Your objective:
Give back the entries exactly, ending with the "are not visited" line.

Listed records:
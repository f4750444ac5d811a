//! The per-day agent state machine.
//!
//! ```text
//! Susceptible ─▶ Infected ─┬─▶ Detected ─┬─▶ Immune ─▶ Susceptible
//!                          │             └─▶ Dead
//!                          ├─▶ Immune
//!                          └─▶ Dead
//! ```
//!
//! All three queue snapshots are taken before any pass runs.  An agent that
//! moves into the detected or immune queue during the day is therefore not
//! visited again until tomorrow, and agents infected today are not visited
//! at all today (their pending flag is cleared on tomorrow's visit).

use ca_core::{CellId, EpiParams, SimRng, Status};
use ca_grid::{GridResult, Population};
use ca_transmission::Spreader;

/// Transition tallies for one simulated day.
#[derive(Copy, Clone, PartialEq, Eq, Debug, Default)]
pub struct DayStats {
    /// Infection attempts made by spreading agents (neighbours + trips).
    pub infection_attempts: u32,
    /// Susceptible agents infected by spreading.
    pub new_infections:     u32,
    /// Infected agents moved to quarantine.
    pub detected:           u32,
    /// Infected or detected agents that became immune.
    pub recovered:          u32,
    /// Infected or detected agents that died.
    pub died:               u32,
    /// Immune agents that became susceptible again.
    pub lost_immunity:      u32,
    /// Infectious agents that travelled.
    pub travellers:         u32,
}

/// Run one day of progression over every queued agent.
pub fn progress_day(
    pop:      &mut Population,
    spreader: &Spreader,
    params:   &EpiParams,
    rng:      &mut SimRng,
) -> GridResult<DayStats> {
    let infected = pop.queues().infected.snapshot();
    let detected = pop.queues().detected.snapshot();
    let immune = pop.queues().immune.snapshot();

    let mut stats = DayStats::default();
    for cell in infected {
        step_infected(pop, cell, spreader, params, rng, &mut stats)?;
    }
    for cell in detected {
        step_detected(pop, cell, params, rng, &mut stats)?;
    }
    for cell in immune {
        step_immune(pop, cell, params, &mut stats)?;
    }
    Ok(stats)
}

/// Advance one agent from the infected queue.
pub fn step_infected(
    pop:      &mut Population,
    cell:     CellId,
    spreader: &Spreader,
    params:   &EpiParams,
    rng:      &mut SimRng,
    stats:    &mut DayStats,
) -> GridResult<()> {
    debug_assert_eq!(pop.status(cell), Status::Infected);

    if pop.grid().pending_new_infection(cell) {
        pop.grid_mut().flip_pending(cell);
        return Ok(());
    }

    let days = pop.grid().days_in_state(cell);

    // Past the incubation delay the detection draw is the whole day's work,
    // whatever its result.
    if days >= params.detection_delay_days {
        if rng.chance(params.detection_rate) {
            pop.transition(cell, Status::Detected)?;
            stats.detected += 1;
        }
        return Ok(());
    }

    if days > params.infectious_days {
        remove(pop, cell, params, rng, stats)?;
        return Ok(());
    }

    let outcome = spreader.spread_from(pop, cell, rng)?;
    stats.infection_attempts += outcome.attempts;
    stats.new_infections += outcome.infections;
    stats.travellers += outcome.travelled as u32;
    pop.grid_mut().increment_days(cell);
    Ok(())
}

/// Advance one agent from the detected queue.
pub fn step_detected(
    pop:    &mut Population,
    cell:   CellId,
    params: &EpiParams,
    rng:    &mut SimRng,
    stats:  &mut DayStats,
) -> GridResult<()> {
    debug_assert_eq!(pop.status(cell), Status::Detected);

    if pop.grid().days_in_state(cell) < params.infectious_days {
        if rng.chance(params.cure_rate) {
            pop.transition(cell, Status::Immune)?;
            stats.recovered += 1;
        } else {
            pop.grid_mut().increment_days(cell);
        }
        return Ok(());
    }

    remove(pop, cell, params, rng, stats)
}

/// Advance one agent from the immune queue.
pub fn step_immune(
    pop:    &mut Population,
    cell:   CellId,
    params: &EpiParams,
    stats:  &mut DayStats,
) -> GridResult<()> {
    debug_assert_eq!(pop.status(cell), Status::Immune);

    if pop.grid().days_in_state(cell) >= params.immunity_days {
        pop.transition(cell, Status::Susceptible)?;
        stats.lost_immunity += 1;
    } else {
        pop.grid_mut().increment_days(cell);
    }
    Ok(())
}

/// End of the infectious window: die with `death_rate`, otherwise immune.
fn remove(
    pop:    &mut Population,
    cell:   CellId,
    params: &EpiParams,
    rng:    &mut SimRng,
    stats:  &mut DayStats,
) -> GridResult<()> {
    if rng.chance(params.death_rate) {
        pop.transition(cell, Status::Dead)?;
        stats.died += 1;
    } else {
        pop.transition(cell, Status::Immune)?;
        stats.recovered += 1;
    }
    Ok(())
}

Answer space:
repository f4750444ac5d811a
//! The per-day agent state machine.
//!
//! ```text
//! Susceptible ─▶ Infected ─┬─▶ Detected ─┬─▶ Immune ─▶ Susceptible
//!                          │             └─▶ Dead
//!                          ├─▶ Immune
//!                          └─▶ Dead
//! ```
//!
//! All three queue snapshots are taken before any pass runs.  An agent that
//! moves into the detected or immune queue during the day is therefore not
//! visited again until tomorrow, and agents infected today are not visited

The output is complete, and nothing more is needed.